Finding Stillness

Our worlds seem to always be busy. Always going or distracted by our devices, constantly stimulated by really uninspiring stuff. I know for myself, personally, it’s very anxiety inducing.
There are really only two positives to social media for me. One is that I can see what my people are up to, which is really just a lazy way to “have a relationship” with them. Two is that I can see all different styles of art to help expand my creativity, which is the easy way to not go to art museums, or even learn from artists locally. Connecting and disconnecting have been hugely on my mind this last week. I have been out of the country and unless I’m at our place, or connected to wifi, my phone has only been my camera or a source of music. Do you remember the world when we left our homes and no one could reach us until we got back? The time of snail mail? Hand written letters? I realized this Christmas that kids don’t even write notes to each other in school anymore. I wrote a note to my son’s girlfriend and folded it all fun like I did when I wrote notes to my friends in school, she had no idea how to refold it. As a creative person that blows my mind. Is our world going to be only creating thru AI? If we aren’t teaching our children to do things on their own, use their hands, problem solve, what is that going to do to their brains down the road? Science has shown that learning new things is good for keeping our brains working. I’m terrified of dementia, and know that numbing my mental space is not productive for preventing that.
The Covid Era
I mean, what a crazy time right? Obviously that time period had lasting impacts on our kids, and how the world now operates. It is sad that a virus separated our community connections to a point I’m unsure it can be repaired. We are so disconnected from our neighbors, our families, really just humanity in general. Kinda makes me wonder, what the disconnecting factor was that allowed WWII to happen… Okay back to the positive.

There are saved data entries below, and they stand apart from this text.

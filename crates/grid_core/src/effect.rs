use std::path::PathBuf;

use crate::{BatchId, FileSlot};

#[derive(Debug, Clone, PartialEq, Eq)]
pub enum Effect {
    /// Read the selected files and send them with the given (already trimmed)
    /// row bounds. `files` lists every slot in form order.
    SubmitBatch {
        files: Vec<(FileSlot, PathBuf)>,
        start_index: Option<String>,
        end_index: Option<String>,
    },
    StartMonitoring { batch_id: BatchId },
    StopMonitoring,
}
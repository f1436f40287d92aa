use crate::{AppState, Effect, Msg, UploadStatus};

const MISSING_BATCH_ID: &str = "server accepted the upload but returned no batch id";

/// Pure update function: applies a message to state and returns any effects.
pub fn update(mut state: AppState, msg: Msg) -> (AppState, Vec<Effect>) {
    let effects = match msg {
        Msg::FileSelected { slot, path } => {
            if !state.upload_status().is_locked() {
                state.set_file(slot, path);
            }
            Vec::new()
        }
        Msg::FileCleared(slot) => {
            if !state.upload_status().is_locked() {
                state.clear_file(slot);
            }
            Vec::new()
        }
        Msg::StartIndexChanged(value) => {
            if !state.upload_status().is_locked() {
                state.set_start_index(value);
            }
            Vec::new()
        }
        Msg::EndIndexChanged(value) => {
            if !state.upload_status().is_locked() {
                state.set_end_index(value);
            }
            Vec::new()
        }
        Msg::UploadClicked => {
            // A failed upload may be retried; an in-flight or accepted one may not.
            if state.is_ready() && !state.upload_status().is_locked() {
                let (start_index, end_index) = state.bounds();
                state.set_upload(UploadStatus::Uploading);
                vec![Effect::SubmitBatch {
                    files: state.selected_files(),
                    start_index,
                    end_index,
                }]
            } else {
                Vec::new()
            }
        }
        Msg::UploadSucceeded { batch_id } => {
            if state.upload_status() != &UploadStatus::Uploading {
                Vec::new()
            } else if batch_id.is_blank() {
                state.set_upload(UploadStatus::Failed {
                    message: MISSING_BATCH_ID.to_string(),
                });
                Vec::new()
            } else {
                state.set_upload(UploadStatus::Succeeded {
                    batch_id: batch_id.clone(),
                });
                state.start_monitoring(batch_id.clone());
                vec![Effect::StartMonitoring { batch_id }]
            }
        }
        Msg::UploadFailed { message } => {
            if state.upload_status() == &UploadStatus::Uploading {
                state.set_upload(UploadStatus::Failed { message });
            }
            Vec::new()
        }
        Msg::ProgressReceived { batch_id, progress } => {
            if state.monitored_batch() == Some(&batch_id) {
                state.replace_progress(progress);
            }
            Vec::new()
        }
        Msg::MonitorClosed => {
            if state.monitored_batch().is_some() {
                state.stop_monitoring();
                vec![Effect::StopMonitoring]
            } else {
                Vec::new()
            }
        }
    };

    (state, effects)
}
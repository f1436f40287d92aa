use std::sync::Arc;

use grid_logging::{grid_info, grid_warn};

use crate::{BatchApi, BatchReceipt, BatchSubmission, SubmitError};

/// Validates a batch and sends it with a single request.
///
/// Retrying is the caller's decision; a failed submission can be passed to
/// [`BatchSubmitter::submit`] again once corrected.
#[derive(Clone)]
pub struct BatchSubmitter {
    api: Arc<dyn BatchApi>,
}

impl BatchSubmitter {
    pub fn new(api: Arc<dyn BatchApi>) -> Self {
        Self { api }
    }

    pub async fn submit(&self, submission: &BatchSubmission) -> Result<BatchReceipt, SubmitError> {
        let ready = match submission.validate() {
            Ok(ready) => ready,
            Err(err) => {
                grid_warn!("Batch not submitted: {}", err);
                return Err(err);
            }
        };

        grid_info!(
            "Submitting batch bytes={} start_index={:?} end_index={:?}",
            ready.total_bytes(),
            ready.start_index(),
            ready.end_index()
        );

        match self.api.upload_batch(&ready).await {
            Ok(receipt) => {
                grid_info!("Batch accepted batch_id={}", receipt.batch_id);
                Ok(receipt)
            }
            Err(err) => {
                grid_warn!("Batch submission failed: {}", err);
                Err(err)
            }
        }
    }
}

One bright thing that came from all of that for me, it helped me to slow down a little bit. Finding joy in the quiet, not feeling like I needed to be in a hurry everywhere, aside from my job because we were so understaffed, helped me find some peace. I’ve said it before, everything I’ve experienced has brought me to here. I love hiking and before covid, I was very focused on finishing the grueling hike. How fast could I get my mile time to? Could I get out and back before dark? I missed so many of the little things. Now? I see the little snails, the micro mushrooms, the pretty swirls in ferns as they grow. Sure the exercise was great, and it still is, just differently. Slowing down on my hikes has not only helped me feel more connected to nature, but also more grounded and calm.
Finding the quiet
Snorkeling this last month has shown me that the still allows me to see more. If I am swimming thru looking at the rocky spots, sure, I’ll cover distance, but stopping, breathing, and waiting allows the fish to see I’m not a predator. They start venturing from their hiding spaces and getting back to fishy business. The still is when I get to see the most wonders of the sea.
I’ve been at the beach almost every morning here. It’s a 20 minute walk, holding hands, chatting, hearing the birds. Then it’s usually another hour on the beach, watching the waves, dancing with my poi, watching my love surf, and sitting with my thoughts. Then another 20 minutes back home. A day at home may not realistically allow such a large window to start the day, but it has been good for my soul to connect with my human, and to connect with myself. Even on our walks, taking it slow, and seeing the different kinds of flowers, and sea shells, rocks, little crabs. I’d miss those things if I tried to hurry there.
Investing in yourself is also a great way of slowing down. Read, learn something new, meditate, dance alone, journal, be creative. I’ve been focused on enjoying my surroundings here in Costa Rica, but intend to continue that push when I get home. Focusing on journaling in the mornings has been good for me, and pulling an affirmation card has been a great spark of internal reflection but also starting my day out with a positive mindset.
Challenge?
I’d like to encourage you to slow down and find the quiet again, with no distractions. Find time by yourself. Find time with your kids. Find time to connect to the person next to you in line. Find time to reflect and see what truly brings you joy.
Where is your favorite quiet place? Or something that has brought stillness and peace into your life?